To do: Search the records that follow and extract every line containing the string "AnimationClass".

Input for this task:
***

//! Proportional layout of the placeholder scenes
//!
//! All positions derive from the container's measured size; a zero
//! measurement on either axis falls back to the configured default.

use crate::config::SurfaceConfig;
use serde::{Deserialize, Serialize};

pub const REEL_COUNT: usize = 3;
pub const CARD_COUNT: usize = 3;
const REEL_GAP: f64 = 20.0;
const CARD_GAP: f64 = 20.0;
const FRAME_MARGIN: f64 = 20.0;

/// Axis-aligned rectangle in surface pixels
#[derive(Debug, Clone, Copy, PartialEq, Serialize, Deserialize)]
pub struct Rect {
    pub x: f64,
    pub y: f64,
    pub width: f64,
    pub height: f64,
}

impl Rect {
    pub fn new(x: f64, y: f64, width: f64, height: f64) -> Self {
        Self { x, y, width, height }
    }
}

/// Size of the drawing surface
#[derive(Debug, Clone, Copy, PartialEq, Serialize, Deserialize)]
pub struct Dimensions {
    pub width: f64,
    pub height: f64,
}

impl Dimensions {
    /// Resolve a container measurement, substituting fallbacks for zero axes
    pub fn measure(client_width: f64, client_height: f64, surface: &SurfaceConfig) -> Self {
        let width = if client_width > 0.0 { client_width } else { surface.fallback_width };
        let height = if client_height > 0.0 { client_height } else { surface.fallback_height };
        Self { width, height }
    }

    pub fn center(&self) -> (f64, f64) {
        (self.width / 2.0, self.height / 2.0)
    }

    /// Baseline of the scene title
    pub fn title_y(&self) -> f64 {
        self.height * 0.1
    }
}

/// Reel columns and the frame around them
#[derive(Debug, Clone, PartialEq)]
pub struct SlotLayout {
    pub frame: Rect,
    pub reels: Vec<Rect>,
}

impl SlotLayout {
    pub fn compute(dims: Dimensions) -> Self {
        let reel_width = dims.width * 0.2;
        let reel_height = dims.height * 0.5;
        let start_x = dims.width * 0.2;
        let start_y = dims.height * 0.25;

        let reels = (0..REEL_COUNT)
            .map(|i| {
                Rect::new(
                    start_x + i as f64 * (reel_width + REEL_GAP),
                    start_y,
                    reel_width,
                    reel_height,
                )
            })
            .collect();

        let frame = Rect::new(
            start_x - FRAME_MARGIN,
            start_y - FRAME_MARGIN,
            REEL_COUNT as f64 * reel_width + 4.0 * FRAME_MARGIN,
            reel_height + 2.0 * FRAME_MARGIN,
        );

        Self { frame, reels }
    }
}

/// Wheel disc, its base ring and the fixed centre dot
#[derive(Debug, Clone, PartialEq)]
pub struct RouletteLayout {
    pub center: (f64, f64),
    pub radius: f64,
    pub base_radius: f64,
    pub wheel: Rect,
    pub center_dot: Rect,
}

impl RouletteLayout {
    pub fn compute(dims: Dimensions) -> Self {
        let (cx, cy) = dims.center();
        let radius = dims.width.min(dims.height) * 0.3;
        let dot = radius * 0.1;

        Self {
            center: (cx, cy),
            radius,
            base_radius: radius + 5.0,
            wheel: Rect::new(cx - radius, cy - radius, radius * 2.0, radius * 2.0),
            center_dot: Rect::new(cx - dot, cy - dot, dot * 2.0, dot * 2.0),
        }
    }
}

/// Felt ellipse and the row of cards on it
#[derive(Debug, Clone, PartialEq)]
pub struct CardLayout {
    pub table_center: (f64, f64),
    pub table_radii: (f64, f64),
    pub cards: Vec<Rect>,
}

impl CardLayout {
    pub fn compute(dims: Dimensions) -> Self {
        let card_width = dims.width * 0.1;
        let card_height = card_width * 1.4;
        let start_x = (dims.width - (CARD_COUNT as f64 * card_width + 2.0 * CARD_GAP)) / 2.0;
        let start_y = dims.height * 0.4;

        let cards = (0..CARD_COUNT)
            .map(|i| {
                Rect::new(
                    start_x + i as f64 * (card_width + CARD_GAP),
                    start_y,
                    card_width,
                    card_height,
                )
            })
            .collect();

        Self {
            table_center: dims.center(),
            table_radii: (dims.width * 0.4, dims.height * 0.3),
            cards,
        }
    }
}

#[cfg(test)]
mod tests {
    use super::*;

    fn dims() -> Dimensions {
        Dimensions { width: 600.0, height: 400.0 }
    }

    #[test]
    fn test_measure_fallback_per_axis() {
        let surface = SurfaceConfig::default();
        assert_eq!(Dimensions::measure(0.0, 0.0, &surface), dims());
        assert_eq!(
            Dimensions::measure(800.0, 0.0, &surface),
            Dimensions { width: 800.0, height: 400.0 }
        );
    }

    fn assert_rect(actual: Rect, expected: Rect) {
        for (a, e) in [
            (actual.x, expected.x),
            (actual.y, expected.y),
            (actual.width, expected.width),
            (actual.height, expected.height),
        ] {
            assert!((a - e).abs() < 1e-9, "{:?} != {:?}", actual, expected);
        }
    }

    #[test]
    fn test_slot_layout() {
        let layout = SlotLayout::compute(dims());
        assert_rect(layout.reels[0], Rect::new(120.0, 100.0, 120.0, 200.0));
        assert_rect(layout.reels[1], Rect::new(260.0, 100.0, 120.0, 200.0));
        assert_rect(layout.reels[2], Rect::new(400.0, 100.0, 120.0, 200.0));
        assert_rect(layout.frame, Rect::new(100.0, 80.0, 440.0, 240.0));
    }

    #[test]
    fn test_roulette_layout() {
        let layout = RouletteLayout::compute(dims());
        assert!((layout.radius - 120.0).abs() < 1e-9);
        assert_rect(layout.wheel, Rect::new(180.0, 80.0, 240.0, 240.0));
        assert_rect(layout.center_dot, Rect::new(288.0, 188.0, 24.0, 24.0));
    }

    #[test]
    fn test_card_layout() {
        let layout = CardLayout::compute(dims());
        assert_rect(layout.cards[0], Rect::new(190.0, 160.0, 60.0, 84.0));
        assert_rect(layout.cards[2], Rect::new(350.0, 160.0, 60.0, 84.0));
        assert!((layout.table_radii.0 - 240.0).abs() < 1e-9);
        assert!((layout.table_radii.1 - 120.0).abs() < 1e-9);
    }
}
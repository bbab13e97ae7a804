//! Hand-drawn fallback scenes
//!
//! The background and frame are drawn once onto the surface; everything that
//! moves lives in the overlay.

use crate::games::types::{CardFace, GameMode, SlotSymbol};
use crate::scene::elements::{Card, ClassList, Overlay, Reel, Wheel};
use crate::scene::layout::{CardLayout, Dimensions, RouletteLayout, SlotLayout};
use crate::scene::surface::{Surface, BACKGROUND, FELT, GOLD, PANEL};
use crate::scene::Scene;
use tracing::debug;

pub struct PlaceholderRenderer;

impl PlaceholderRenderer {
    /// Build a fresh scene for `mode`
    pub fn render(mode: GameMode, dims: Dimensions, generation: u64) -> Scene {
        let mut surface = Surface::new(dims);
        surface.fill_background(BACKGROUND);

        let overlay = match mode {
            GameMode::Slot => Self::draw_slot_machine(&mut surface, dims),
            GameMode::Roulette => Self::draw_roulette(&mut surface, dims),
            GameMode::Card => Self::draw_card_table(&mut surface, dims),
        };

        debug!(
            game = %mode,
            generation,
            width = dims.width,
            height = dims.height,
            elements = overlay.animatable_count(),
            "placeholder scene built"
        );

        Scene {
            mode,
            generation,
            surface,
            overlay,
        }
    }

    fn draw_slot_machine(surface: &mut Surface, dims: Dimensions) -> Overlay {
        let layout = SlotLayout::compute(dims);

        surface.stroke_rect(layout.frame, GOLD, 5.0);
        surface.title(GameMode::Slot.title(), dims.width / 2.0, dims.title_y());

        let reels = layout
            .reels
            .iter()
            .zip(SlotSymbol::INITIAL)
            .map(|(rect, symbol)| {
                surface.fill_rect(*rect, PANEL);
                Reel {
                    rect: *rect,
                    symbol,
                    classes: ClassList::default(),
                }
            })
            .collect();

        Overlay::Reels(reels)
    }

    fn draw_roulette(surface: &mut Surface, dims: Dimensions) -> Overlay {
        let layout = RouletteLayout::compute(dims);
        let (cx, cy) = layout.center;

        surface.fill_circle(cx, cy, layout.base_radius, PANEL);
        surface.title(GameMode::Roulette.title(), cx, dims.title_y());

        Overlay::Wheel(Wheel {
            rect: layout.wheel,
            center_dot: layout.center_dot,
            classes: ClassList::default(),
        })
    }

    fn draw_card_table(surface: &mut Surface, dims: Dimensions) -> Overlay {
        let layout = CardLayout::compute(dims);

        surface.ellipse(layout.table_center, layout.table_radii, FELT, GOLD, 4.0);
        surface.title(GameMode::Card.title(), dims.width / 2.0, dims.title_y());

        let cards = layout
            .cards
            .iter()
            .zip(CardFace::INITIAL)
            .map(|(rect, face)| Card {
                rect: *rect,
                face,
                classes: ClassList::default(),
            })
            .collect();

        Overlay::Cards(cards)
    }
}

***

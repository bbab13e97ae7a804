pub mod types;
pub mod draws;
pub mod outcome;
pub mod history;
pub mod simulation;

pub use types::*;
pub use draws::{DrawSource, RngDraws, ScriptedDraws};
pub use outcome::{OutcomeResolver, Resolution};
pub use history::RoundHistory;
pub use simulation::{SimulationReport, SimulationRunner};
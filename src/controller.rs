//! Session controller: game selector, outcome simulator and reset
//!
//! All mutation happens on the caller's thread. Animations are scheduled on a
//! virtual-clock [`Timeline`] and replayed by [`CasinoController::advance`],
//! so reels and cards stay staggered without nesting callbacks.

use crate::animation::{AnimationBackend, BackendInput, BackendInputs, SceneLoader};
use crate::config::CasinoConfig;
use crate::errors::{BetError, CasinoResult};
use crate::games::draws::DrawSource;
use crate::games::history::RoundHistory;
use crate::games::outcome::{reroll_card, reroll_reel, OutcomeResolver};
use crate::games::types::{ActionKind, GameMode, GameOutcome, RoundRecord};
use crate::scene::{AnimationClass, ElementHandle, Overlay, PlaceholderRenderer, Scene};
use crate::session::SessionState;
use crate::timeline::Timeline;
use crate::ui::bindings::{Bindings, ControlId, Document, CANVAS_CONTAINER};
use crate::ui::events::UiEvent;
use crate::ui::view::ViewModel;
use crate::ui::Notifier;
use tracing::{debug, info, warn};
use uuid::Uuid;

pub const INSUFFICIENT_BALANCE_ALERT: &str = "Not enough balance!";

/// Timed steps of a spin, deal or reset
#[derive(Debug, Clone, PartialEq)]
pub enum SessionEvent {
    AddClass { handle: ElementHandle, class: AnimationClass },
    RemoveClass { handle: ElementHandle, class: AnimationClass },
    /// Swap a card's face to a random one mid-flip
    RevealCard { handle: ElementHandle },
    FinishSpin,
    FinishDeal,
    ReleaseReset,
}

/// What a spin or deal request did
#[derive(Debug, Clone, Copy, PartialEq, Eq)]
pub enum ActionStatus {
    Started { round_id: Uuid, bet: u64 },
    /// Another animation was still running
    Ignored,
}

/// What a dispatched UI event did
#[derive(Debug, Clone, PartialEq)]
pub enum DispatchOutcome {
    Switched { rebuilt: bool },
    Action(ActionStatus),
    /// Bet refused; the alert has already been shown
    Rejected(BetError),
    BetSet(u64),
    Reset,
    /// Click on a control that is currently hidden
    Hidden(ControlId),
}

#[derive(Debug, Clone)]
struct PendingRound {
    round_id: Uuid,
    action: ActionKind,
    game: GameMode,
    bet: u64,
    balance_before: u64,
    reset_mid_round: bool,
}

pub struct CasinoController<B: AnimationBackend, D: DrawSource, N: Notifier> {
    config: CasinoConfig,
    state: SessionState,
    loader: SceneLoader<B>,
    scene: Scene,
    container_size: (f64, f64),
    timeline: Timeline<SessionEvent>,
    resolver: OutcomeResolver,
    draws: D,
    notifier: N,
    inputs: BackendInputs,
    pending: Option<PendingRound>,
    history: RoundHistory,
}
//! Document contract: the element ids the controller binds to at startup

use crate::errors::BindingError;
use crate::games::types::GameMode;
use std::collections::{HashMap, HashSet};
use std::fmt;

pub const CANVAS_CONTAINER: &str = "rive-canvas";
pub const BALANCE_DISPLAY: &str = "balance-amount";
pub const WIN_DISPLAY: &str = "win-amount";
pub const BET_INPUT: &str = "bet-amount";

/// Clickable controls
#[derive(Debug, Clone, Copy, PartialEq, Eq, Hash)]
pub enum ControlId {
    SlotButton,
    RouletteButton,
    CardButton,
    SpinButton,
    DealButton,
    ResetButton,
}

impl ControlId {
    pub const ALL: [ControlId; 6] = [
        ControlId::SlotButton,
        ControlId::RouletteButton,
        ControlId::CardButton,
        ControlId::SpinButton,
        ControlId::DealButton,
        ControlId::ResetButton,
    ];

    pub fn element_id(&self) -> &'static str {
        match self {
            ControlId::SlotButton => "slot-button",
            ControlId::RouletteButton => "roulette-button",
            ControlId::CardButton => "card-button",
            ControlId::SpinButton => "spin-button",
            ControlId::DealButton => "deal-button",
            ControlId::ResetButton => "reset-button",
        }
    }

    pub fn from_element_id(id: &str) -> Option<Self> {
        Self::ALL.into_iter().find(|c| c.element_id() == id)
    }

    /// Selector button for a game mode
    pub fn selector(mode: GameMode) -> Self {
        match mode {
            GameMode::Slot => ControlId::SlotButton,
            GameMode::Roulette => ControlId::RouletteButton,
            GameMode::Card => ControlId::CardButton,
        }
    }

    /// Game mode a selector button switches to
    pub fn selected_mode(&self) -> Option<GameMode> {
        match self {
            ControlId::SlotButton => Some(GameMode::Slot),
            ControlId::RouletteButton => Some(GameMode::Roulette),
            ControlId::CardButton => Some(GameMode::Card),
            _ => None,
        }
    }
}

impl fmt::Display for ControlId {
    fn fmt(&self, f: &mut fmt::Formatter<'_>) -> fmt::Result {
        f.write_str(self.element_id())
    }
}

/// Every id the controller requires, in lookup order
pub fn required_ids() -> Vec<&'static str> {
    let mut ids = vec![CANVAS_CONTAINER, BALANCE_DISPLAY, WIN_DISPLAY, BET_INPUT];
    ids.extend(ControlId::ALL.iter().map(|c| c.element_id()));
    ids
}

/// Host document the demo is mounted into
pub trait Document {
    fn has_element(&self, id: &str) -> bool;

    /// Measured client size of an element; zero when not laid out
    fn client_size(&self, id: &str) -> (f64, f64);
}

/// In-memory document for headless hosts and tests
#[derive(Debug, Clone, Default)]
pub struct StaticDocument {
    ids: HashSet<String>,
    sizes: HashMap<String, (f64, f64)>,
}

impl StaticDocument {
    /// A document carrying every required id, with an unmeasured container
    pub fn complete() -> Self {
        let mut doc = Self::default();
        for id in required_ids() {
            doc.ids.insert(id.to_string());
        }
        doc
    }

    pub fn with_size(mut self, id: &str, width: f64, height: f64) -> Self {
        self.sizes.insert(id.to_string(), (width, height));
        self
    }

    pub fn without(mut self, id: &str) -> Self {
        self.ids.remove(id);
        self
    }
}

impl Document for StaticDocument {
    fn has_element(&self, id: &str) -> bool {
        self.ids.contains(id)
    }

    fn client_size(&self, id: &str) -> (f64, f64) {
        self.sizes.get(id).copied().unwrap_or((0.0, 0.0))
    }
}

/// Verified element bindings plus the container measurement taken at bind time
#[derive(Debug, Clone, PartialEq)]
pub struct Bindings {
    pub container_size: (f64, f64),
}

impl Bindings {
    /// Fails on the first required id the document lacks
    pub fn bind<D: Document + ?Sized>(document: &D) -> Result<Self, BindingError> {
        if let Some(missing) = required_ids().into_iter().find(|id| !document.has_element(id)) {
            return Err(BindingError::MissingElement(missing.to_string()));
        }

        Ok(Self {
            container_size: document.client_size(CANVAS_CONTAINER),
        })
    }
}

***

Response to the task:
use crate::scene::{AnimationClass, ElementHandle, Overlay, PlaceholderRenderer, Scene};
    AddClass { handle: ElementHandle, class: AnimationClass },
    RemoveClass { handle: ElementHandle, class: AnimationClass },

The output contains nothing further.